Collected data:

%%

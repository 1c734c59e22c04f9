//! # Error Handling
//!
//! This module defines the centralized error type for the `codeplug-merge`
//! library. It uses `thiserror` to derive a single `Error` enum covering every
//! way a merge can fail, together with a `Result<T>` alias used throughout the
//! crate.
//!
//! Every variant is fatal. A merge either completes entirely in memory or
//! aborts before any output is written, so callers never observe a partially
//! merged codeplug. The variants fall into three groups:
//!
//! - Directory authoring errors: names over the label budget, zones with too
//!   many channels, groupsets that do not exist, malformed IDs or frequencies.
//! - Codeplug input errors: contacts whose `CallID` is not a number.
//! - Wrapped I/O and (de)serialization errors from the loaders and emitter.

use thiserror::Error;

/// Main error type for codeplug-merge operations
#[derive(Error, Debug)]
pub enum Error {
    /// A name exceeds the label budget of the hardware profile.
    ///
    /// `kind` names what was being labelled ("contact", "zone", "channel").
    #[error("{kind} name '{name}' is longer than {limit} characters")]
    NameTooLong {
        kind: &'static str,
        name: String,
        limit: usize,
    },

    /// A synthesized zone received more channels than the profile allows.
    #[error("zone '{zone}' has more than {limit} channels")]
    ZoneOverflow { zone: String, limit: usize },

    /// A repeater references a groupset that the directory does not define.
    #[error("repeater '{repeater}' references unknown groupset '{groupset}'")]
    UnknownGroupset { repeater: String, groupset: String },

    /// A contact in the codeplug has a `CallID` that is not an integer.
    #[error("contact '{contact}' has non-numeric CallID '{call_id}'")]
    InvalidCallId { contact: String, call_id: String },

    /// A directory group has an ID that is not an integer.
    #[error("group '{group}' has non-numeric ID '{id}'")]
    InvalidGroupId { group: String, id: String },

    /// A repeater frequency or offset could not be read as a decimal number.
    #[error("repeater '{repeater}' has invalid {field} '{value}'")]
    InvalidFrequency {
        repeater: String,
        field: &'static str,
        value: String,
    },

    /// A repeater used for channel synthesis lacks a required field.
    #[error("repeater '{repeater}' is missing '{field}'")]
    MissingField {
        repeater: String,
        field: &'static str,
    },

    /// A hardware profile is unusable.
    #[error("Invalid hardware profile: {message}")]
    InvalidProfile { message: String },

    /// An I/O error, wrapped from `std::io::Error`.
    #[error("I/O error: {0}")]
    Io(#[from] std::io::Error),

    /// A JSON error, wrapped from `serde_json::Error`.
    #[error("JSON error: {0}")]
    Json(#[from] serde_json::Error),

    /// A YAML parsing error, wrapped from `serde_yaml::Error`.
    #[error("YAML parsing error: {0}")]
    Yaml(#[from] serde_yaml::Error),
}

/// A convenient type alias for `Result<T, Error>`.
pub type Result<T> = std::result::Result<T, Error>;
//! Default values for codeplug-merge.
//!
//! This module provides centralized default values used by the command-line
//! tool, ensuring consistency and avoiding duplication.

use std::path::PathBuf;

/// File the merged codeplug is written to when no output path is given.
pub const DEFAULT_OUTPUT_FILE: &str = "output.json";

/// Returns the default output path.
pub fn default_output_path() -> PathBuf {
    PathBuf::from(DEFAULT_OUTPUT_FILE)
}

/// Returns the default hardware profile path.
///
/// Uses the platform-appropriate configuration directory:
/// - Linux: `~/.config/codeplug-merge/profile.yaml` (XDG Base Directory)
/// - macOS: `~/Library/Application Support/codeplug-merge/profile.yaml`
/// - Windows: `{FOLDERID_RoamingAppData}\codeplug-merge\profile.yaml`
///
/// Returns `None` if the platform configuration directory cannot be
/// determined. The profile is optional; a missing file means the built-in
/// limits apply.
pub fn default_profile_path() -> Option<PathBuf> {
    dirs::config_dir().map(|dir| dir.join("codeplug-merge").join("profile.yaml"))
}
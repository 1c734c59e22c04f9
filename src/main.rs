//! # Codeplug Merge CLI
//!
//! This is the binary entry point for the `codeplug-merge` command-line tool.
//!
//! Its primary responsibilities are:
//! - Parsing command-line arguments using `clap`.
//! - Loading the codeplug, directory, and hardware profile.
//! - Running the merge and writing the result, or reporting why it failed.
//!
//! The merge itself lives in the `codeplug_merge` library crate, so the
//! binary stays a thin wrapper around it.

mod cli;

use anyhow::Result;
use clap::Parser;

fn main() -> Result<()> {
    let cli = cli::Cli::parse();
    cli.execute()
}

%%

▶ **WHAT TO DO**: Your answer must consist of every line above, transcribed verbatim.

▶ **FINAL ANSWER**:
repository 1c734c59e22c04f9
//! # Error Handling
//!
//! This module defines the centralized error type for the `codeplug-merge`
//! library. It uses `thiserror` to derive a single `Error` enum covering every
//! way a merge can fail, together with a `Result<T>` alias used throughout the
//! crate.
//!
//! Every variant is fatal. A merge either completes entirely in memory or
//! aborts before any output is written, so callers never observe a partially
//! merged codeplug. The variants fall into three groups:
//!
//! - Directory authoring errors: names over the label budget, zones with too
//!   many channels, groupsets that do not exist, malformed IDs or frequencies.
//! - Codeplug input errors: contacts whose `CallID` is not a number.
//! - Wrapped I/O and (de)serialization errors from the loaders and emitter.

use thiserror::Error;

/// Main error type for codeplug-merge operations
#[derive(Error, Debug)]
pub enum Error {
    /// A name exceeds the label budget of the hardware profile.
    ///
    /// `kind` names what was being labelled ("contact", "zone", "channel").
    #[error("{kind} name '{name}' is longer than {limit} characters")]
    NameTooLong {
        kind: &'static str,
        name: String,
        limit: usize,
    },

    /// A synthesized zone received more channels than the profile allows.
    #[error("zone '{zone}' has more than {limit} channels")]
    ZoneOverflow { zone: String, limit: usize },

    /// A repeater references a groupset that the directory does not define.
    #[error("repeater '{repeater}' references unknown groupset '{groupset}'")]
    UnknownGroupset { repeater: String, groupset: String },

    /// A contact in the codeplug has a `CallID` that is not an integer.
    #[error("contact '{contact}' has non-numeric CallID '{call_id}'")]
    InvalidCallId { contact: String, call_id: String },

    /// A directory group has an ID that is not an integer.
    #[error("group '{group}' has non-numeric ID '{id}'")]
    InvalidGroupId { group: String, id: String },

    /// A repeater frequency or offset could not be read as a decimal number.
    #[error("repeater '{repeater}' has invalid {field} '{value}'")]
    InvalidFrequency {
        repeater: String,
        field: &'static str,
        value: String,
    },

    /// A repeater used for channel synthesis lacks a required field.
    #[error("repeater '{repeater}' is missing '{field}'")]
    MissingField {
        repeater: String,
        field: &'static str,
    },

    /// A hardware profile is unusable.
    #[error("Invalid hardware profile: {message}")]
    InvalidProfile { message: String },

    /// An I/O error, wrapped from `std::io::Error`.
    #[error("I/O error: {0}")]
    Io(#[from] std::io::Error),

    /// A JSON error, wrapped from `serde_json::Error`.
    #[error("JSON error: {0}")]
    Json(#[from] serde_json::Error),

    /// A YAML parsing error, wrapped from `serde_yaml::Error`.
    #[error("YAML parsing error: {0}")]
    Yaml(#[from] serde_yaml::Error),
}

/// A convenient type alias for `Result<T, Error>`.
pub type Result<T> = std::result::Result<T, Error>;
//! Default values for codeplug-merge.
//!
//! This module provides centralized default values used by the command-line
//! tool, ensuring consistency and avoiding duplication.

use std::path::PathBuf;

/// File the merged codeplug is written to when no output path is given.
pub const DEFAULT_OUTPUT_FILE: &str = "output.json";

/// Returns the default output path.
pub fn default_output_path() -> PathBuf {
    PathBuf::from(DEFAULT_OUTPUT_FILE)
}

/// Returns the default hardware profile path.
///
/// Uses the platform-appropriate configuration directory:
/// - Linux: `~/.config/codeplug-merge/profile.yaml` (XDG Base Directory)
/// - macOS: `~/Library/Application Support/codeplug-merge/profile.yaml`
/// - Windows: `{FOLDERID_RoamingAppData}\codeplug-merge\profile.yaml`
///
/// Returns `None` if the platform configuration directory cannot be
/// determined. The profile is optional; a missing file means the built-in
/// limits apply.
pub fn default_profile_path() -> Option<PathBuf> {
    dirs::config_dir().map(|dir| dir.join("codeplug-merge").join("profile.yaml"))
}
repository 1c734c59e22c04f9
filename src/main.rs
//! # Codeplug Merge CLI
//!
//! This is the binary entry point for the `codeplug-merge` command-line tool.
//!
//! Its primary responsibilities are:
//! - Parsing command-line arguments using `clap`.
//! - Loading the codeplug, directory, and hardware profile.
//! - Running the merge and writing the result, or reporting why it failed.
//!
//! The merge itself lives in the `codeplug_merge` library crate, so the
//! binary stays a thin wrapper around it.

mod cli;

use anyhow::Result;
use clap::Parser;

fn main() -> Result<()> {
    let cli = cli::Cli::parse();
    cli.execute()
}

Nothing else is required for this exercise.